## [PROBLEM TO SOLVE]
Write down exactly the lines from the one with "the request (4xx)" to the end of the data, first and last included, and no others.

## [Collected data entries]
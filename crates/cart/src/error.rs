//! Cart client error types

use thiserror::Error;

/// Errors talking to the cart proxy.
#[derive(Debug, Error)]
pub enum CartClientError {
    /// HTTP request failed
    #[error("HTTP error: {0}")]
    Http(#[from] reqwest::Error),

    /// Base URL could not be parsed or joined
    #[error("Invalid URL: {0}")]
    Url(#[from] url::ParseError),

    /// Proxy rejected the request (4xx)
    #[error("Rejected ({status}): {message}")]
    Rejected { status: u16, message: String },

    /// Proxy or platform failed (5xx and anything else unexpected)
    #[error("Server error ({status}): {message}")]
    Server { status: u16, message: String },

    /// Response body was not the expected JSON
    #[error("Invalid response: {0}")]
    InvalidResponse(String),
}

/// Result type for cart proxy calls
pub type ClientResult<T> = Result<T, CartClientError>;

/// Errors reading or writing the persisted cart ID.
#[derive(Debug, Error)]
pub enum StoreError {
    #[error("Cart ID store I/O error: {0}")]
    Io(#[from] std::io::Error),

    #[error("Cart ID store is not valid JSON: {0}")]
    Json(#[from] serde_json::Error),
}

## [ANSWER BELOW]
    /// Proxy rejected the request (4xx)
    #[error("Rejected ({status}): {message}")]
    Rejected { status: u16, message: String },

    /// Proxy or platform failed (5xx and anything else unexpected)
    #[error("Server error ({status}): {message}")]
    Server { status: u16, message: String },

    /// Response body was not the expected JSON
    #[error("Invalid response: {0}")]
    InvalidResponse(String),
}

/// Result type for cart proxy calls
pub type ClientResult<T> = Result<T, CartClientError>;

/// Errors reading or writing the persisted cart ID.
#[derive(Debug, Error)]
pub enum StoreError {
    #[error("Cart ID store I/O error: {0}")]
    Io(#[from] std::io::Error),

    #[error("Cart ID store is not valid JSON: {0}")]
    Json(#[from] serde_json::Error),
}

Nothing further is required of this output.